If there’s anything that annoys me, it’s the death of a well-respected person whom I don’t like.
All of a sudden, every news outlet and social media forum is inundated with the person’s likeness, and every social media site is filled with his or her praises. Friends and family post the person’s quotes, create memes filled with the deceased’s wit and wisdom, and carry on as though we had just lost a parent, patriarch, pope, and philosopher. Each of these is meant to inspire and propel the reader to a closer inspection of the person’s work, and a renewed devotion to live according to that person’s tenets.
So there I was this morning, scrolling through Facebook while I waited for my first cup of coffee to brew, and I found out that someone I really disliked had died… and that the majority of my friends and family had gone into effusive, sycophantic mourning.
And all I could think of was, “Finally.

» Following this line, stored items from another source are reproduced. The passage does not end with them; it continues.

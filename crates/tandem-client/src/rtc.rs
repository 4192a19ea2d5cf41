//! WebRTC media backend.
//!
//! Peer connections come from the `webrtc` crate. Local tracks are
//! sample-fed: capture is owned by the embedding application, which writes
//! encoded frames into the track returned by [`WebRtcMedia::local_track`].
//! Muting swaps the sender's track out rather than stopping capture.

use std::{
    collections::{HashMap, HashSet},
    sync::{
        Arc, Mutex, MutexGuard, PoisonError,
        atomic::{AtomicBool, Ordering},
    },
};

use tandem_core::{
    CallId, IceServer, LocalMedia, MediaBackend, MediaError, MediaOptions, PeerEvent,
    PeerEventSink, PeerState, TrackInfo, TrackKind,
};
use tandem_proto::{IceCandidate, SessionDescription};
use webrtc::{
    api::{
        API, APIBuilder,
        interceptor_registry::register_default_interceptors,
        media_engine::{MIME_TYPE_OPUS, MIME_TYPE_VP8, MediaEngine},
    },
    ice_transport::{
        ice_candidate::{RTCIceCandidate, RTCIceCandidateInit},
        ice_server::RTCIceServer,
    },
    interceptor::registry::Registry,
    peer_connection::{
        RTCPeerConnection, configuration::RTCConfiguration,
        peer_connection_state::RTCPeerConnectionState,
        sdp::session_description::RTCSessionDescription,
    },
    rtp_transceiver::{rtp_codec::RTCRtpCodecCapability, rtp_sender::RTCRtpSender},
    stats::StatsReportType,
    track::track_local::{TrackLocal, track_local_static_sample::TrackLocalStaticSample},
};

struct LocalTrack {
    info: TrackInfo,
    track: Arc<TrackLocalStaticSample>,
}

struct Peer {
    connection: Arc<RTCPeerConnection>,
    senders: HashMap<TrackKind, Arc<RTCRtpSender>>,
    video_bytes: u64,
}

#[derive(Default)]
struct Inner {
    next_track: u64,
    tracks: HashMap<CallId, Vec<LocalTrack>>,
    peers: HashMap<CallId, Peer>,
    released: HashSet<CallId>,
}

/// Media backend on WebRTC peer connections.
#[derive(Clone)]
pub struct WebRtcMedia {
    api: Arc<API>,
    inner: Arc<Mutex<Inner>>,
}

impl std::fmt::Debug for WebRtcMedia {
    fn fmt(&self, f: &mut std::fmt::Formatter<'_>) -> std::fmt::Result {
        let inner = self.lock();
        f.debug_struct("WebRtcMedia")
            .field("calls", &inner.tracks.len())
            .field("peers", &inner.peers.len())
            .finish_non_exhaustive()
    }
}

fn negotiation(err: webrtc::Error) -> MediaError {
    MediaError::Negotiation(err.to_string())
}

fn peer_state(state: RTCPeerConnectionState) -> Option<PeerState> {
    match state {
        RTCPeerConnectionState::Connecting => Some(PeerState::Connecting),
        RTCPeerConnectionState::Connected => Some(PeerState::Connected),
        RTCPeerConnectionState::Disconnected => Some(PeerState::Disconnected),
        RTCPeerConnectionState::Failed => Some(PeerState::Failed),
        RTCPeerConnectionState::Closed => Some(PeerState::Closed),
        RTCPeerConnectionState::Unspecified | RTCPeerConnectionState::New => None,
    }
}

fn ice_server(server: IceServer) -> RTCIceServer {
    RTCIceServer {
        urls: server.urls,
        username: server.username.unwrap_or_default(),
        credential: server.credential.unwrap_or_default(),
        ..Default::default()
    }
}

fn sample_track(kind: TrackKind, id: u64) -> Arc<TrackLocalStaticSample> {
    let (mime, label) = match kind {
        TrackKind::Audio => (MIME_TYPE_OPUS, "audio"),
        TrackKind::Video => (MIME_TYPE_VP8, "video"),
        TrackKind::Screen => (MIME_TYPE_VP8, "screen"),
    };
    Arc::new(TrackLocalStaticSample::new(
        RTCRtpCodecCapability { mime_type: mime.to_owned(), ..Default::default() },
        format!("{label}-{id}"),
        "tandem".to_owned(),
    ))
}

impl WebRtcMedia {
    /// Backend with the default codecs and interceptors registered.
    pub fn new() -> Result<Self, MediaError> {
        let mut engine = MediaEngine::default();
        engine.register_default_codecs().map_err(negotiation)?;
        let registry = register_default_interceptors(Registry::new(), &mut engine).map_err(negotiation)?;
        let api = APIBuilder::new().with_media_engine(engine).with_interceptor_registry(registry).build();
        Ok(Self { api: Arc::new(api), inner: Arc::default() })
    }

    /// Track the application feeds captured samples into.
    pub fn local_track(&self, call: CallId, kind: TrackKind) -> Option<Arc<TrackLocalStaticSample>> {
        self.lock()
            .tracks
            .get(&call)?
            .iter()
            .rev()
            .find(|t| t.info.kind == kind)
            .map(|t| Arc::clone(&t.track))
    }

    fn lock(&self) -> MutexGuard<'_, Inner> {
        self.inner.lock().unwrap_or_else(PoisonError::into_inner)
    }

    fn connection(&self, call: CallId) -> Result<Arc<RTCPeerConnection>, MediaError> {
        self.lock().peers.get(&call).map(|p| Arc::clone(&p.connection)).ok_or(MediaError::NoPeer(call))
    }

    fn sender(&self, call: CallId, kind: TrackKind) -> Result<Option<Arc<RTCRtpSender>>, MediaError> {
        let inner = self.lock();
        let peer = inner.peers.get(&call).ok_or(MediaError::NoPeer(call))?;
        Ok(peer.senders.get(&kind).cloned())
    }

    fn hook(connection: &RTCPeerConnection, call: CallId, sink: &PeerEventSink) {
        let candidates = Arc::clone(sink);
        connection.on_ice_candidate(Box::new(move |candidate: Option<RTCIceCandidate>| {
            let sink = Arc::clone(&candidates);
            Box::pin(async move {
                let Some(candidate) = candidate else {
                    return;
                };
                match candidate.to_json() {
                    Ok(init) => sink(
                        call,
                        PeerEvent::LocalCandidate(IceCandidate {
                            candidate: init.candidate,
                            sdp_mid: init.sdp_mid,
                            sdp_m_line_index: init.sdp_mline_index,
                        }),
                    ),
                    Err(e) => tracing::warn!(%call, error = %e, "unserializable local candidate"),
                }
            })
        }));

        let states = Arc::clone(sink);
        connection.on_peer_connection_state_change(Box::new(move |state| {
            if let Some(state) = peer_state(state) {
                states(call, PeerEvent::State(state));
            }
            Box::pin(async {})
        }));

        let remote = Arc::clone(sink);
        let seen = Arc::new(AtomicBool::new(false));
        connection.on_track(Box::new(move |track, _receiver, _transceiver| {
            tracing::debug!(%call, kind = %track.kind(), "remote track");
            if !seen.swap(true, Ordering::SeqCst) {
                remote(call, PeerEvent::RemoteStream);
            }
            Box::pin(async {})
        }));
    }
}

impl MediaBackend for WebRtcMedia {
    async fn acquire(&self, call: CallId, options: MediaOptions) -> Result<LocalMedia, MediaError> {
        let mut inner = self.lock();
        let mut created = Vec::new();
        let kinds = [(options.audio, TrackKind::Audio), (options.video, TrackKind::Video)];
        for (_, kind) in kinds.into_iter().filter(|(wanted, _)| *wanted) {
            inner.next_track += 1;
            let id = inner.next_track;
            created.push(LocalTrack { info: TrackInfo { id, kind }, track: sample_track(kind, id) });
        }
        let tracks = created.iter().map(|t| t.info.clone()).collect();
        if inner.released.contains(&call) {
            tracing::debug!(%call, "acquired after release; dropping tracks");
        } else {
            inner.tracks.insert(call, created);
        }
        Ok(LocalMedia { tracks })
    }

    async fn open_peer(
        &self,
        call: CallId,
        ice_servers: Vec<IceServer>,
        sink: PeerEventSink,
    ) -> Result<(), MediaError> {
        let config = RTCConfiguration {
            ice_servers: ice_servers.into_iter().map(ice_server).collect(),
            ..Default::default()
        };
        let connection = Arc::new(self.api.new_peer_connection(config).await.map_err(negotiation)?);
        Self::hook(&connection, call, &sink);

        let local: Vec<(TrackKind, Arc<TrackLocalStaticSample>)> = self
            .lock()
            .tracks
            .get(&call)
            .map(|tracks| tracks.iter().map(|t| (t.info.kind, Arc::clone(&t.track))).collect())
            .unwrap_or_default();

        let mut senders = HashMap::new();
        for (kind, track) in local {
            let track: Arc<dyn TrackLocal + Send + Sync> = track;
            let sender = connection.add_track(track).await.map_err(negotiation)?;
            senders.insert(kind, sender);
        }

        self.lock().peers.insert(call, Peer { connection, senders, video_bytes: 0 });
        Ok(())
    }

    async fn create_offer(&self, call: CallId) -> Result<SessionDescription, MediaError> {
        let connection = self.connection(call)?;
        let offer = connection.create_offer(None).await.map_err(negotiation)?;
        connection.set_local_description(offer.clone()).await.map_err(negotiation)?;
        Ok(SessionDescription(offer.sdp))
    }

    async fn create_answer(
        &self,
        call: CallId,
        offer: SessionDescription,
    ) -> Result<SessionDescription, MediaError> {
        let connection = self.connection(call)?;
        let remote = RTCSessionDescription::offer(offer.0).map_err(negotiation)?;
        connection.set_remote_description(remote).await.map_err(negotiation)?;
        let answer = connection.create_answer(None).await.map_err(negotiation)?;
        connection.set_local_description(answer.clone()).await.map_err(negotiation)?;
        Ok(SessionDescription(answer.sdp))
    }

    async fn set_remote_answer(
        &self,
        call: CallId,
        answer: SessionDescription,
    ) -> Result<(), MediaError> {
        let connection = self.connection(call)?;
        let remote = RTCSessionDescription::answer(answer.0).map_err(negotiation)?;
        connection.set_remote_description(remote).await.map_err(negotiation)
    }

    async fn add_remote_candidate(
        &self,
        call: CallId,
        candidate: IceCandidate,
    ) -> Result<(), MediaError> {
        let connection = self.connection(call)?;
        let init = RTCIceCandidateInit {
            candidate: candidate.candidate,
            sdp_mid: candidate.sdp_mid,
            sdp_mline_index: candidate.sdp_m_line_index,
            username_fragment: None,
        };
        connection.add_ice_candidate(init).await.map_err(negotiation)
    }

    async fn set_track_enabled(
        &self,
        call: CallId,
        kind: TrackKind,
        enabled: bool,
    ) -> Result<(), MediaError> {
        let Some(sender) = self.sender(call, kind)? else {
            return Ok(());
        };
        let track = if enabled {
            self.local_track(call, kind).map(|t| t as Arc<dyn TrackLocal + Send + Sync>)
        } else {
            None
        };
        sender.replace_track(track).await.map_err(negotiation)
    }

    async fn start_screen_share(&self, call: CallId) -> Result<(), MediaError> {
        let Some(sender) = self.sender(call, TrackKind::Video)? else {
            return Err(MediaError::Device(format!("{call} has no video sender to share on")));
        };
        let screen = {
            let mut inner = self.lock();
            inner.next_track += 1;
            let id = inner.next_track;
            let track = sample_track(TrackKind::Screen, id);
            inner
                .tracks
                .entry(call)
                .or_default()
                .push(LocalTrack { info: TrackInfo { id, kind: TrackKind::Screen }, track: Arc::clone(&track) });
            track
        };
        sender.replace_track(Some(screen)).await.map_err(negotiation)
    }

    async fn stop_screen_share(&self, call: CallId) -> Result<(), MediaError> {
        if let Some(tracks) = self.lock().tracks.get_mut(&call) {
            tracks.retain(|t| t.info.kind != TrackKind::Screen);
        }
        let Some(sender) = self.sender(call, TrackKind::Video)? else {
            return Ok(());
        };
        let camera = self.local_track(call, TrackKind::Video).map(|t| t as Arc<dyn TrackLocal + Send + Sync>);
        sender.replace_track(camera).await.map_err(negotiation)
    }

    async fn probe_remote_video(&self, call: CallId) -> Result<bool, MediaError> {
        let connection = self.connection(call)?;
        let received: u64 = connection
            .get_stats()
            .await
            .reports
            .values()
            .filter_map(|report| match report {
                StatsReportType::InboundRTP(stats) if stats.kind == "video" => Some(stats.bytes_received),
                _ => None,
            })
            .sum();

        let mut inner = self.lock();
        let peer = inner.peers.get_mut(&call).ok_or(MediaError::NoPeer(call))?;
        let flowing = received > peer.video_bytes;
        peer.video_bytes = received;
        Ok(flowing)
    }

    async fn close_peer(&self, call: CallId) {
        let peer = self.lock().peers.remove(&call);
        if let Some(peer) = peer {
            if let Err(e) = peer.connection.close().await {
                tracing::debug!(%call, error = %e, "peer close failed");
            }
        }
    }

    async fn release_media(&self, call: CallId) {
        let mut inner = self.lock();
        inner.tracks.remove(&call);
        inner.released.insert(call);
    }
}

#[cfg(test)]
mod tests {
    use super::*;

    fn ignore() -> PeerEventSink {
        Arc::new(|_, _| {})
    }

    #[tokio::test]
    async fn offer_carries_local_tracks() {
        let media = WebRtcMedia::new().unwrap();
        media.acquire(CallId(1), MediaOptions::VIDEO).await.unwrap();
        media.open_peer(CallId(1), vec![], ignore()).await.unwrap();

        let offer = media.create_offer(CallId(1)).await.unwrap();

        assert!(offer.0.contains("m=audio"));
        assert!(offer.0.contains("m=video"));
        media.close_peer(CallId(1)).await;
    }

    #[tokio::test]
    async fn release_drops_tracks_and_late_acquire() {
        let media = WebRtcMedia::new().unwrap();
        media.acquire(CallId(2), MediaOptions::AUDIO).await.unwrap();
        media.release_media(CallId(2)).await;
        media.acquire(CallId(2), MediaOptions::AUDIO).await.unwrap();

        assert!(media.local_track(CallId(2), TrackKind::Audio).is_none());
    }

    #[test]
    fn maps_connection_states() {
        assert_eq!(peer_state(RTCPeerConnectionState::Connected), Some(PeerState::Connected));
        assert_eq!(peer_state(RTCPeerConnectionState::Failed), Some(PeerState::Failed));
        assert_eq!(peer_state(RTCPeerConnectionState::New), None);
    }
}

This should shut the sunovabitch up.”
I’m sorry. The old bastard once said something very hurtful…that people like me, who married people of his ethnicity, were continuing the genocide that certain demonic dictators had begun.

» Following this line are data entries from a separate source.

//! End-to-end translation tests: HTTP request, worker, mocked backend, cache.

use reqwest::StatusCode;
use std::net::SocketAddr;
use std::sync::Arc;
use std::time::Duration;
use tokio::net::TcpListener;
use wiremock::matchers::{body_string_contains, method};
use wiremock::{Mock, MockServer, ResponseTemplate};
use xmcl_edge_server::config::{Config, TranslationConfig};
use xmcl_edge_server::http::build_router;
use xmcl_edge_server::server::{EdgeMetrics, EdgeServer};
use xmcl_edge_server::storage::{SqliteStore, TranslationStore};
use xmcl_edge_server::translation::{spawn_translation_worker, ChatBackend, TranslationPipeline};

fn reply(content: &str) -> serde_json::Value {
    serde_json::json!({
        "choices": [{ "index": 0, "message": { "role": "assistant", "content": content } }]
    })
}

async fn start_server(backend: &MockServer) -> SocketAddr {
    let config = Config {
        translation: TranslationConfig {
            backend_url: format!("{}/v1/chat/completions", backend.uri()),
            ..TranslationConfig::default()
        },
        ..Config::default()
    };

    let store: Arc<dyn TranslationStore> = Arc::new(SqliteStore::in_memory().await.unwrap());
    let metrics = Arc::new(EdgeMetrics::default());
    let (pipeline, jobs) = TranslationPipeline::new(store.clone(), metrics.clone(), 8);
    let chat = ChatBackend::new(&config.translation, Some("sk-test".into())).unwrap();
    spawn_translation_worker(
        jobs,
        store.clone(),
        Arc::new(chat),
        config.translation.clone(),
        metrics.clone(),
    );
    let server = Arc::new(EdgeServer::new(config, store, pipeline, metrics));

    let listener = TcpListener::bind("127.0.0.1:0").await.unwrap();
    let addr = listener.local_addr().unwrap();
    let app = build_router(server);
    tokio::spawn(async move {
        axum::serve(listener, app).await.unwrap();
    });
    addr
}

/// POST until the status stops being 202.
async fn poll_until_ready(
    client: &reqwest::Client,
    addr: SocketAddr,
    body: serde_json::Value,
) -> reqwest::Response {
    tokio::time::timeout(Duration::from_secs(5), async {
        loop {
            let response = client
                .post(format!("http://{}/translation", addr))
                .json(&body)
                .send()
                .await
                .unwrap();
            if response.status() != StatusCode::ACCEPTED {
                return response;
            }
            tokio::time::sleep(Duration::from_millis(20)).await;
        }
    })
    .await
    .expect("translation never became ready")
}

#[tokio::test]
async fn miss_is_translated_once_then_served_from_cache() {
    let backend = MockServer::start().await;
    Mock::given(method("POST"))
        .respond_with(ResponseTemplate::new(200).set_body_json(reply("こんにちは")))
        .expect(1)
        .mount(&backend)
        .await;
    let addr = start_server(&backend).await;
    let client = reqwest::Client::new();
    let body = serde_json::json!({ "text": "Hello", "locale": "ja" });

    let first = client
        .post(format!("http://{}/translation", addr))
        .json(&body)
        .send()
        .await
        .unwrap();
    assert_eq!(first.status(), StatusCode::ACCEPTED);

    let ready = poll_until_ready(&client, addr, body.clone()).await;
    assert_eq!(ready.status(), StatusCode::OK);
    assert_eq!(ready.headers()["content-language"], "ja");
    assert_eq!(ready.text().await.unwrap(), "こんにちは");

    let again = poll_until_ready(&client, addr, body).await;
    assert_eq!(again.status(), StatusCode::OK);
    // MockServer verifies `expect(1)` on drop.
}

#[tokio::test]
async fn markdown_sections_are_translated_and_links_restored() {
    let backend = MockServer::start().await;
    Mock::given(method("POST"))
        .and(body_string_contains("First"))
        .respond_with(ResponseTemplate::new(200).set_body_json(reply("## 第一\n见 [文档](0)\n")))
        .mount(&backend)
        .await;
    Mock::given(method("POST"))
        .and(body_string_contains("Second"))
        .respond_with(ResponseTemplate::new(200).set_body_json(reply("## 第二\n")))
        .mount(&backend)
        .await;

    let addr = start_server(&backend).await;
    let client = reqwest::Client::new();
    let text = format!(
        "## First\nSee [docs](https://example.com/docs)\n{}\n## Second\n",
        "x".repeat(20_000)
    );
    let body = serde_json::json!({ "text": text, "locale": "zh-CN" });

    let ready = poll_until_ready(&client, addr, body).await;
    assert_eq!(ready.status(), StatusCode::OK);
    let content = ready.text().await.unwrap();
    assert!(content.contains("[文档](https://example.com/docs)"), "{}", content);
    assert!(content.find("第一").unwrap() < content.find("第二").unwrap());
}

#[tokio::test]
async fn backend_failure_leaves_request_pending_and_retryable() {
    let backend = MockServer::start().await;
    Mock::given(method("POST"))
        .respond_with(ResponseTemplate::new(500).set_body_string("boom"))
        .up_to_n_times(1)
        .mount(&backend)
        .await;
    Mock::given(method("POST"))
        .respond_with(ResponseTemplate::new(200).set_body_json(reply("Hallo")))
        .mount(&backend)
        .await;

    let addr = start_server(&backend).await;
    let client = reqwest::Client::new();
    let body = serde_json::json!({ "text": "Hello", "locale": "de" });

    // The first job fails and releases its lock; a later request starts over.
    let ready = poll_until_ready(&client, addr, body).await;
    assert_eq!(ready.status(), StatusCode::OK);
    assert_eq!(ready.text().await.unwrap(), "Hallo");
}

I don’t deny he did a lot of good… but he had a hatred in his heart that kept me from considering him a virtuous paragon.
I thought he was a bit of a prick.
But can I say so openly in a public forum?
Hell no! Even people who might have tolerated criticism of the deceased while he was still alive will now rip me to shreds if I speak ill of him, because, after all, one has to respect the dead.
Which leads me to ask something I’ve wondered since I was nine years old: WHY?
That was the first time in my life when a public figure I knew about was assassinated… and my parents, who’d despised the man while he was alive, suddenly acted as though Christ had been crucified again. Such a young person! So filled with promise! So much potential! Such a loving family!
“Huh?” I asked. “Isn’t this the same man that you accused last week of being a liar and a traitor?”
“Be quiet!” I seem to remember those words being accompanied by a slap, but memory may be betraying me. “Have you no respect for the dead?”
And at that moment, the answer came through, bright and clear. No. I do not respect the dead simply because they’re dead.
In fact, I have a lot more respect for the living, who are out there every day, coping with life’s many vicissitudes.
I’ll tell you something else, too. I don’t like to speak ill of the living, because they can still change. They’re still trying and struggling.
But the dead? Their time is up… and if they left sour notes in their composition, I’ll be danged if I join the choir that sings their songs… or their praises.
These may be dangerous words for an old person to mutter… or they may be the most divine challenge I’ve ever given myself and my contemporaries. Fix your life NOW. The time to earn respect is no longer plentiful.